» Task details
Give the data back exactly as it stands.

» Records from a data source

----

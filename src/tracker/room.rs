//! Room metadata as seen by the tracker.

use chrono::{DateTime, Duration, Utc};
use serde::{Deserialize, Serialize};
use std::collections::HashSet;

use super::schedule::{RoomSchedule, ScheduleStatus};

#[derive(Debug, Clone, Copy, Default, Deserialize, Serialize, PartialEq, Eq)]
#[serde(rename_all = "lowercase")]
pub enum RoomStatus {
    #[default]
    Active,
    Inactive,
}

#[derive(Debug, Clone, Copy, Default, Deserialize, Serialize, PartialEq, Eq)]
#[serde(rename_all = "kebab-case")]
pub enum RoomKind {
    #[default]
    Normal,
    ReadOnly,
}

/// A chat room: who may join, when, and how many at once.
#[derive(Debug, Clone, Deserialize, Serialize)]
pub struct Room {
    pub id: String,
    #[serde(default)]
    pub status: RoomStatus,
    #[serde(default)]
    pub kind: RoomKind,
    /// Maximum concurrent connections; 0 means unlimited.
    #[serde(default)]
    pub capacity: u32,
    #[serde(default)]
    pub members: HashSet<String>,
    #[serde(default)]
    pub schedule: Option<RoomSchedule>,
}

impl Room {
    pub fn new(id: impl Into<String>) -> Self {
        Self {
            id: id.into(),
            status: RoomStatus::Active,
            kind: RoomKind::Normal,
            capacity: 0,
            members: HashSet::new(),
            schedule: None,
        }
    }

    pub fn with_members<I, S>(mut self, members: I) -> Self
    where
        I: IntoIterator<Item = S>,
        S: Into<String>,
    {
        self.members.extend(members.into_iter().map(Into::into));
        self
    }

    pub fn with_capacity(mut self, capacity: u32) -> Self {
        self.capacity = capacity;
        self
    }

    pub fn with_schedule(mut self, schedule: RoomSchedule) -> Self {
        self.schedule = Some(schedule);
        self
    }

    pub fn is_active(&self) -> bool {
        self.status == RoomStatus::Active
    }

    pub fn is_read_only(&self) -> bool {
        self.kind == RoomKind::ReadOnly
    }

    pub fn is_member(&self, user_id: &str) -> bool {
        self.members.contains(user_id)
    }

    pub fn is_unlimited(&self) -> bool {
        self.capacity == 0
    }

    /// Whether the schedule, if any, lets connections in at `now`.
    pub fn is_open_at(&self, now: DateTime<Utc>, grace: Duration) -> bool {
        self.schedule
            .as_ref()
            .is_none_or(|schedule| schedule.is_open(now, grace))
    }

    pub fn schedule_status(&self, now: DateTime<Utc>, grace: Duration) -> ScheduleStatus {
        self.schedule
            .as_ref()
            .map_or(ScheduleStatus::Disabled, |schedule| schedule.status(now, grace))
    }
}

----

» Result of this task
filename src/tracker/room.rs
//! Room metadata as seen by the tracker.

use chrono::{DateTime, Duration, Utc};
use serde::{Deserialize, Serialize};
use std::collections::HashSet;

use super::schedule::{RoomSchedule, ScheduleStatus};

#[derive(Debug, Clone, Copy, Default, Deserialize, Serialize, PartialEq, Eq)]
#[serde(rename_all = "lowercase")]
pub enum RoomStatus {
    #[default]
    Active,
    Inactive,
}

#[derive(Debug, Clone, Copy, Default, Deserialize, Serialize, PartialEq, Eq)]
#[serde(rename_all = "kebab-case")]
pub enum RoomKind {
    #[default]
    Normal,
    ReadOnly,
}

/// A chat room: who may join, when, and how many at once.
#[derive(Debug, Clone, Deserialize, Serialize)]
pub struct Room {
    pub id: String,
    #[serde(default)]
    pub status: RoomStatus,
    #[serde(default)]
    pub kind: RoomKind,
    /// Maximum concurrent connections; 0 means unlimited.
    #[serde(default)]
    pub capacity: u32,
    #[serde(default)]
    pub members: HashSet<String>,
    #[serde(default)]
    pub schedule: Option<RoomSchedule>,
}

impl Room {
    pub fn new(id: impl Into<String>) -> Self {
        Self {
            id: id.into(),
            status: RoomStatus::Active,
            kind: RoomKind::Normal,
            capacity: 0,
            members: HashSet::new(),
            schedule: None,
        }
    }

    pub fn with_members<I, S>(mut self, members: I) -> Self
    where
        I: IntoIterator<Item = S>,
        S: Into<String>,
    {
        self.members.extend(members.into_iter().map(Into::into));
        self
    }

    pub fn with_capacity(mut self, capacity: u32) -> Self {
        self.capacity = capacity;
        self
    }

    pub fn with_schedule(mut self, schedule: RoomSchedule) -> Self {
        self.schedule = Some(schedule);
        self
    }

    pub fn is_active(&self) -> bool {
        self.status == RoomStatus::Active
    }

    pub fn is_read_only(&self) -> bool {
        self.kind == RoomKind::ReadOnly
    }

    pub fn is_member(&self, user_id: &str) -> bool {
        self.members.contains(user_id)
    }

    pub fn is_unlimited(&self) -> bool {
        self.capacity == 0
    }

    /// Whether the schedule, if any, lets connections in at `now`.
    pub fn is_open_at(&self, now: DateTime<Utc>, grace: Duration) -> bool {
        self.schedule
            .as_ref()
            .is_none_or(|schedule| schedule.is_open(now, grace))
    }

    pub fn schedule_status(&self, now: DateTime<Utc>, grace: Duration) -> ScheduleStatus {
        self.schedule
            .as_ref()
            .map_or(ScheduleStatus::Disabled, |schedule| schedule.status(now, grace))
    }
}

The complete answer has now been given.